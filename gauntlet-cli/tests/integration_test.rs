//! Integration tests: real subprocess agents against the real rules engine
//!
//! The `random-agent` binary from this crate is the well-behaved agent;
//! misbehaving ones are small shell scripts written into a temp directory.

#![cfg(unix)]

use std::fs;
use std::io::Write;
use std::os::unix::fs::PermissionsExt;
use std::path::PathBuf;
use std::process::{Command, Stdio};
use std::time::{Duration, Instant};

use gauntlet_core::{RoundResult, Rules, Side, StandardChess};
use gauntlet_match::{encode_turn, run_round, Agent, ProcessAgent, Tally};

const RANDOM_AGENT: &str = env!("CARGO_BIN_EXE_random-agent");

fn script_agent(dir: &tempfile::TempDir, name: &str, body: &str) -> PathBuf {
    let path = dir.path().join(name);
    fs::write(&path, format!("#!/bin/sh\n{body}\n")).unwrap();
    fs::set_permissions(&path, fs::Permissions::from_mode(0o755)).unwrap();
    path
}

/// Script that replays a fixed move per invocation, counting its turns in a
/// state file (each turn is a fresh process, so the script has no memory of
/// its own).
fn sequenced_agent(dir: &tempfile::TempDir, name: &str, first: &str, then: &str) -> PathBuf {
    let turns = dir.path().join(format!("{name}-turns"));
    let body = format!(
        "n=$(cat \"{turns}\" 2>/dev/null || echo 0)\n\
         echo $((n+1)) > \"{turns}\"\n\
         case \"$n\" in\n\
         0) echo {first};;\n\
         *) echo {then};;\n\
         esac",
        turns = turns.display(),
    );
    script_agent(dir, name, &body)
}

#[test]
fn test_random_agent_plays_a_legal_opening_move() {
    let rules = StandardChess;
    let start = rules.new_game();
    let legal = rules.legal_moves(&start, Side::White);

    let mut agent = ProcessAgent::new(RANDOM_AGENT);
    let input = encode_turn(Side::White, &rules.serialize(&start));
    let mv = agent.play_turn(&input).unwrap();

    assert!(legal.contains(&mv), "{mv} is not in the opening legal set");
}

#[test]
fn test_fools_mate_between_subprocess_agents() {
    let dir = tempfile::tempdir().unwrap();
    // 1. f3 e5 2. g4 Qh4#
    let white = sequenced_agent(&dir, "white", "13 21", "14 30");
    let black = sequenced_agent(&dir, "black", "52 36", "59 31");

    let rules = StandardChess;
    let mut white = ProcessAgent::new(white);
    let mut black = ProcessAgent::new(black);

    assert_eq!(run_round(&rules, &mut white, &mut black), RoundResult::BlackWin);
}

#[test]
fn test_crashing_black_agent_scores_black_crash() {
    let dir = tempfile::tempdir().unwrap();
    let crasher = script_agent(&dir, "crasher", "exit 1");

    let rules = StandardChess;
    let mut white = ProcessAgent::new(RANDOM_AGENT);
    let mut black = ProcessAgent::new(crasher);

    let mut tally = Tally::new();
    assert_eq!(tally.black_crashes, 0);

    let result = run_round(&rules, &mut white, &mut black);
    assert_eq!(result, RoundResult::BlackCrash);

    tally.record(result);
    assert_eq!(tally.black_crashes, 1);
    assert_eq!(tally.total(), 1);
}

#[test]
fn test_illegal_first_move_scores_white_illegal() {
    let dir = tempfile::tempdir().unwrap();
    let cheat = script_agent(&dir, "cheat", "echo 0 0");

    let rules = StandardChess;
    let mut white = ProcessAgent::new(cheat);
    let mut black = ProcessAgent::new(RANDOM_AGENT);

    assert_eq!(
        run_round(&rules, &mut white, &mut black),
        RoundResult::WhiteIllegalMove
    );
}

#[test]
fn test_hung_agent_is_scored_as_a_crash() {
    let dir = tempfile::tempdir().unwrap();
    let sleeper = script_agent(&dir, "sleeper", "sleep 30\necho 12 28");

    let rules = StandardChess;
    let mut white = ProcessAgent::new(sleeper).with_move_timeout(Duration::from_millis(200));
    let mut black = ProcessAgent::new(RANDOM_AGENT);

    let started = Instant::now();
    assert_eq!(run_round(&rules, &mut white, &mut black), RoundResult::WhiteCrash);
    assert!(started.elapsed() < Duration::from_secs(10));
}

#[test]
fn test_tally_total_matches_rounds_played() {
    let dir = tempfile::tempdir().unwrap();
    let cheat = script_agent(&dir, "cheat", "echo 63 0");

    let rules = StandardChess;
    let mut white = ProcessAgent::new(cheat);
    let mut black = ProcessAgent::new(RANDOM_AGENT);

    let mut tally = Tally::new();
    for _ in 0..3 {
        tally.record(run_round(&rules, &mut white, &mut black));
    }

    assert_eq!(tally.total(), 3);
    assert_eq!(tally.white_illegal, 3);
}

#[test]
fn test_random_agent_rejects_garbage_input() {
    let mut child = Command::new(RANDOM_AGENT)
        .stdin(Stdio::piped())
        .stdout(Stdio::null())
        .stderr(Stdio::null())
        .spawn()
        .unwrap();
    child
        .stdin
        .take()
        .unwrap()
        .write_all(b"not a turn message\n")
        .unwrap();
    let status = child.wait().unwrap();
    assert!(!status.success());
}

#[test]
fn test_random_agent_reports_positions_with_no_moves() {
    // Final position of 1. f3 e5 2. g4 Qh4# - white has nothing to play
    let input = "white rnb1kbnr/pppp1ppp/8/4p3/6Pq/5P2/PPPPP2P/RNBQKBNR w KQkq - 1 3\n";
    let mut child = Command::new(RANDOM_AGENT)
        .stdin(Stdio::piped())
        .stdout(Stdio::null())
        .stderr(Stdio::null())
        .spawn()
        .unwrap();
    child.stdin.take().unwrap().write_all(input.as_bytes()).unwrap();
    let status = child.wait().unwrap();
    assert!(!status.success());
}
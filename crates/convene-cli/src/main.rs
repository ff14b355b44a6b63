//! convene - a command-line client for convention schedules.
//!
//! Lists events, announcements and favorites from the convention backend,
//! caching every read so the schedule stays available without a connection.

mod app;
mod cli;
mod render;

use std::io;

use anyhow::Result;
use clap::Parser;
use tracing::info;
use tracing_subscriber::{fmt, prelude::*, EnvFilter};

use app::App;
use cli::Cli;

/// Initialize the tracing subscriber for logging
fn init_tracing() {
    // Use RUST_LOG env var to control log level (e.g., RUST_LOG=debug)
    let filter = EnvFilter::try_from_default_env()
        .unwrap_or_else(|_| EnvFilter::new("warn"));

    tracing_subscriber::registry()
        .with(fmt::layer().with_writer(io::stderr))
        .with(filter)
        .init();
}

#[tokio::main]
async fn main() -> Result<()> {
    // Load .env file if present (silently ignore if not found)
    let _ = dotenvy::dotenv();

    let cli = Cli::parse();

    init_tracing();
    info!(offline = cli.offline, no_persist = cli.no_persist, "convene starting");

    let mut app = App::new(&cli)?;
    app.run(cli.command).await
}
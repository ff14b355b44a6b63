use chrono::{DateTime, Utc};
use serde::{Deserialize, Serialize};

use super::Priority;

#[derive(Debug, Clone, PartialEq, Serialize, Deserialize)]
#[serde(rename_all = "camelCase")]
pub struct Announcement {
    #[serde(rename = "_id")]
    pub id: String,
    pub title: String,
    #[serde(default)]
    pub content: String,
    #[serde(default)]
    pub priority: Priority,
    #[serde(default, skip_serializing_if = "Option::is_none")]
    pub created_at: Option<DateTime<Utc>>,
    #[serde(default, skip_serializing_if = "Option::is_none")]
    pub updated_at: Option<DateTime<Utc>>,
}

impl Announcement {
    pub fn is_urgent(&self) -> bool {
        self.priority == Priority::High
    }
}

/// Body for `POST /announcements`.
#[derive(Debug, Clone, PartialEq, Eq, Serialize, Deserialize)]
pub struct NewAnnouncement {
    pub title: String,
    pub content: String,
    #[serde(default)]
    pub priority: Priority,
}

/// Highest priority first, newest first within a priority.
pub fn sort_for_display(announcements: &mut [Announcement]) {
    announcements.sort_by(|a, b| {
        b.priority
            .cmp(&a.priority)
            .then_with(|| b.created_at.cmp(&a.created_at))
    });
}
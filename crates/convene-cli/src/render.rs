//! Plain-text rendering of command results.
//!
//! Every function returns the text instead of printing so output can be tested.

use std::fmt::Write;

use chrono::{DateTime, Utc};
use convene_core::cache::CacheStatus;
use convene_core::models::{Announcement, Event, FavoriteEvent, Profile};
use convene_core::offline::{OfflineEvent, StorageStats};
use convene_core::utils::{format_age, format_datetime, format_storage_size, truncate_string};
use convene_core::{DataSource, EventPage};

const TITLE_WIDTH: usize = 40;

/// "updated 5m ago", with a note when the data did not come from the server just now.
pub fn freshness(source: DataSource, last_updated: Option<DateTime<Utc>>, now: DateTime<Utc>) -> String {
    let age = last_updated
        .map(|at| format!("updated {}", format_age((now - at).num_minutes())))
        .unwrap_or_else(|| "never updated".to_string());
    match source {
        DataSource::Cache | DataSource::Network => age,
        DataSource::StaleCache => format!("{} (offline copy, server unreachable)", age),
        DataSource::Fallback => "offline copy from pinned events (server unreachable)".to_string(),
    }
}

fn event_line(out: &mut String, event: &Event) {
    let _ = writeln!(
        out,
        "  {:<13} {:<width$} {:<11} {}",
        event.formatted_datetime_short(),
        truncate_string(&event.title, TITLE_WIDTH),
        event.category.as_str(),
        event.location,
        width = TITLE_WIDTH,
    );
}

pub fn event_page(page: &EventPage) -> String {
    let mut out = String::new();
    if page.events.is_empty() {
        out.push_str("No events found.\n");
        return out;
    }
    for event in &page.events {
        event_line(&mut out, event);
    }
    let p = &page.pagination;
    let _ = writeln!(
        out,
        "\nPage {} of {} ({} events){}{}",
        p.current_page,
        p.total_pages.max(1),
        p.total_events,
        if p.has_prev { "  [--page prev]" } else { "" },
        if p.has_next { "  [--page next]" } else { "" },
    );
    out
}

pub fn event_detail(event: &Event) -> String {
    let mut out = String::new();
    let _ = writeln!(out, "{}", event.title);
    let _ = writeln!(out, "  When:     {} ({} min)", format_datetime(&event.date), event.duration);
    let _ = writeln!(out, "  Where:    {}", event.location);
    let _ = writeln!(out, "  Category: {}", event.category);
    if let Some(speaker) = event.speaker_name() {
        let _ = writeln!(out, "  Speaker:  {}", speaker);
    }
    let _ = writeln!(
        out,
        "  Seats:    {} of {} left{}",
        event.seats_remaining(),
        event.capacity,
        if event.is_full() { " (full)" } else { "" }
    );
    if !event.tags.is_empty() {
        let _ = writeln!(out, "  Tags:     {}", event.tags.join(", "));
    }
    if !event.description.is_empty() {
        let _ = writeln!(out, "\n{}", event.description);
    }
    out
}

pub fn string_list(items: &[String], empty: &str) -> String {
    if items.is_empty() {
        return format!("{}\n", empty);
    }
    items.iter().map(|i| format!("  {}\n", i)).collect()
}

pub fn announcements(items: &[Announcement]) -> String {
    let mut out = String::new();
    if items.is_empty() {
        out.push_str("No announcements.\n");
        return out;
    }
    for a in items {
        let marker = if a.is_urgent() { "!" } else { " " };
        let _ = writeln!(out, "{} [{}] {}", marker, a.priority, a.title);
        let _ = writeln!(out, "    {}", a.content);
    }
    out
}

pub fn profile(profile: &Profile) -> String {
    let mut out = String::new();
    let _ = writeln!(out, "{} <{}>", profile.name, profile.email);
    let fields = [
        ("Title", &profile.title),
        ("Company", &profile.company),
        ("Phone", &profile.phone),
    ];
    for (label, value) in fields {
        if let Some(value) = value {
            let _ = writeln!(out, "  {:<9} {}", format!("{}:", label), value);
        }
    }
    if !profile.interests.is_empty() {
        let _ = writeln!(out, "  {:<9} {}", "Likes:", profile.interests.join(", "));
    }
    if let Some(ref bio) = profile.bio {
        let _ = writeln!(out, "\n{}", bio);
    }
    out
}

pub fn favorites(items: &[FavoriteEvent]) -> String {
    if items.is_empty() {
        return "No favorites yet.\n".to_string();
    }
    let mut out = String::new();
    for favorite in items {
        event_line(&mut out, &favorite.event);
    }
    out
}

pub fn offline_events(items: &[OfflineEvent]) -> String {
    if items.is_empty() {
        return "No offline events.\n".to_string();
    }
    let mut out = String::new();
    for item in items {
        if item.is_offline_only {
            out.push('*');
        }
        event_line(&mut out, &item.event);
    }
    out.push_str("\n* pinned\n");
    out
}

pub fn offline_stats(stats: &StorageStats, now: DateTime<Utc>) -> String {
    let mut out = String::new();
    let _ = writeln!(out, "Offline events: {} ({} pinned)", stats.total_events, stats.offline_only_events);
    let _ = writeln!(out, "Size:           {}", format_storage_size(stats.storage_size));
    let last_sync = stats
        .last_sync
        .map(|at| format_age((now - at).num_minutes()))
        .unwrap_or_else(|| "never".to_string());
    let _ = writeln!(out, "Last saved:     {}", last_sync);
    if !stats.categories.is_empty() {
        let _ = writeln!(out, "Categories:     {}", stats.categories.join(", "));
    }
    if !stats.locations.is_empty() {
        let _ = writeln!(out, "Locations:      {}", stats.locations.join(", "));
    }
    out
}

pub fn cache_stats(entries: &[CacheStatus], total_bytes: u64) -> String {
    let mut out = String::new();
    for entry in entries {
        let _ = writeln!(
            out,
            "  {:<60} {:>10}{}",
            truncate_string(&entry.key, 60),
            entry.age,
            if entry.stale { " (stale)" } else { "" }
        );
    }
    let _ = writeln!(out, "{} cached entries, {} total", entries.len(), format_storage_size(total_bytes));
    out
}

---*---

> _Task item_: From the material above, determine how many lines hold the string "record"; give the number without comment.

> _Written response_: 2